Obama muktedir olamamıştı. Neocon ve neoliberallerin politikaları Obama’ya rağmen kısmen devam etmişti. Sonra, Bağdat ve Kabil katilleri de Demokratların safında görünmüşlerdi. Üstüne üstlük parasıyla demokrasilerin canına okuyan, ahlâksızlığı yaygınlaştıran ve sivil devrimler düzenleyen Soros da bir buçuk milyar doları Hillary’nin seçim kampanyasına hibe etmişti.

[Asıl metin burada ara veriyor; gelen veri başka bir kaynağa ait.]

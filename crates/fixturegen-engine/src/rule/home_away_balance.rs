use super::{BoxedOptionRule, OptionRule, RuleContext};
use crate::OptionSet;

const NAME: &str = "home/away balance";

/// Reorders candidates so that home entities rotate between rounds.
///
/// Let `P` be the entities playing at home in the previous round. The untried
/// candidates are partitioned into three tiers, tried in this order:
///
/// 1. home not in `P`, away in `P`: both entities swap sides.
/// 2. home not in `P`, away not in `P`.
/// 3. home in `P`: the home entity would stay at home.
///
/// Nothing is discarded; only the try order changes. The first round, and any
/// cell with a single candidate, are left alone.
///
/// # Examples
///
/// ```
/// use fixturegen_core::{Coordinate, EntityCount, Fixture, GridShape};
/// use fixturegen_engine::{
///     OptionSet,
///     rule::{HomeAwayBalance, OptionRule, RuleContext},
/// };
///
/// let shape = GridShape::new(EntityCount::new(4)?);
/// // Entities 0 and 3 played at home in round 0.
/// let placed = [Fixture::from_indices(0, 1), Fixture::from_indices(3, 2)];
/// let ctx = RuleContext::new(shape, Coordinate::new(1, 0), &placed);
///
/// let mut options = OptionSet::new(vec![
///     Fixture::from_indices(0, 2),
///     Fixture::from_indices(1, 0),
/// ]);
/// HomeAwayBalance::new().apply(&ctx, &mut options);
/// assert_eq!(
///     options.candidates(),
///     &[Fixture::from_indices(1, 0), Fixture::from_indices(0, 2)]
/// );
/// # Ok::<(), fixturegen_core::EntityCountError>(())
/// ```
#[derive(Debug, Default, Clone, Copy)]
pub struct HomeAwayBalance;

impl HomeAwayBalance {
    /// Creates a new `HomeAwayBalance` rule.
    #[must_use]
    pub const fn new() -> Self {
        HomeAwayBalance
    }
}

impl OptionRule for HomeAwayBalance {
    fn name(&self) -> &'static str {
        NAME
    }

    fn clone_box(&self) -> BoxedOptionRule {
        Box::new(*self)
    }

    fn apply(&self, ctx: &RuleContext<'_>, options: &mut OptionSet) {
        if ctx.coord().round == 0 || options.untried().len() <= 1 {
            return;
        }
        let previous_homes = ctx.previous_round_homes();

        // [start, first_medium): tier 1, [first_medium, i): tier 2,
        // (end, live): tier 3, [i, end]: unclassified.
        let start = options.untried_range().start;
        let mut end = options.untried_range().end - 1;
        let mut i = start;
        let mut first_medium = None;
        while i <= end {
            let candidate = options.untried()[i - start];
            if previous_homes.contains(candidate.home) {
                options.swap_untried(i, end);
                if end == start {
                    break;
                }
                end -= 1;
                continue;
            }
            if previous_homes.contains(candidate.away) {
                if let Some(medium) = first_medium {
                    options.swap_untried(medium, i);
                    first_medium = Some(medium + 1);
                }
            } else if first_medium.is_none() {
                first_medium = Some(i);
            }
            i += 1;
        }
    }
}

Başkanlık seçiminden çıkan neticede bütün bunların tesiri vardı.

Fransa’ya gelince. Evvelâ bir cani ve katil kadar Avrupa ve Amerika’ya zarar veren Sarkozy’yi Fransa’nın dışına attı Fransızlar. Sonra da tepkilerini ciddiye alacak Fillon’a yöneldiler: AB yanlısı, ahlâksızlığa karşı, Rusya ile anlaşmaya taraftar ve köylü bir Hıristiyan. Halkın tepkisi, terörü Avrupa’nın merkezinde hortlatan neocon siyasetlere idi. Hollande’ın meseleye sahip çıkamadığını burada Fransızlar da görmüşlerdi. 

Soros’un paraları ve Merkel’in desteği ile mülteci meselesini seçim programının birinci sırasına yerleştirmiş Avusturyalı Hoffer de mağlup oldu. Bunca korkutma, patırtı gürültü ve İslâm düşmanlığına rağmen Avusturya halkı, “ben de mülteciyim” diyen Alexander Van der Bellen’i cumhurbaşkanı seçti. Avusturyalılar iradelerine kimlerin hangi vasıtalarla müdahale ettiklerini az çok hissediyorlar. Yeşiller Partisinden gelen Bellen’in programı, şahsiyeti veya geçmişi onları pek alâkadar etmemiş. Onlar, neoliberallerin Merkel üzerinden danışıklı dövüşlerini satır aralarından öğreniyor ve tepkileriyle yeni dünya düzenine koşuyorlar. 

TEPKİ REYLERİ DÜZEN GETİRİR Mİ?

Dünyamız küçüldü. Neoliberaller sermaye ile millî iradelere müdahale sürecini tam çeyrek asır önce başlatmışlardı. Bize Kemal Derviş’i gönderdikleri gibi… Bir taraftan kanunların boşluklarından faydalandılar, diğer taraftan dişlerine uygun gördükleri ülkelerin ticarî kurallarını çıkarlarına göre değiştirdiler. Demokrasi adına demokrasiyi itibarsızlaştırarak demokrasiyi sınıf çatışmaları meydana getirecek şekilde dizayn etmek ve demokrasi adına insanî ahlâk ve değerleri milletin eliyle gömmek isteyenlere halkların tepkisi devam edecek. Fakat tek başına tepki elbette yeterli değil. 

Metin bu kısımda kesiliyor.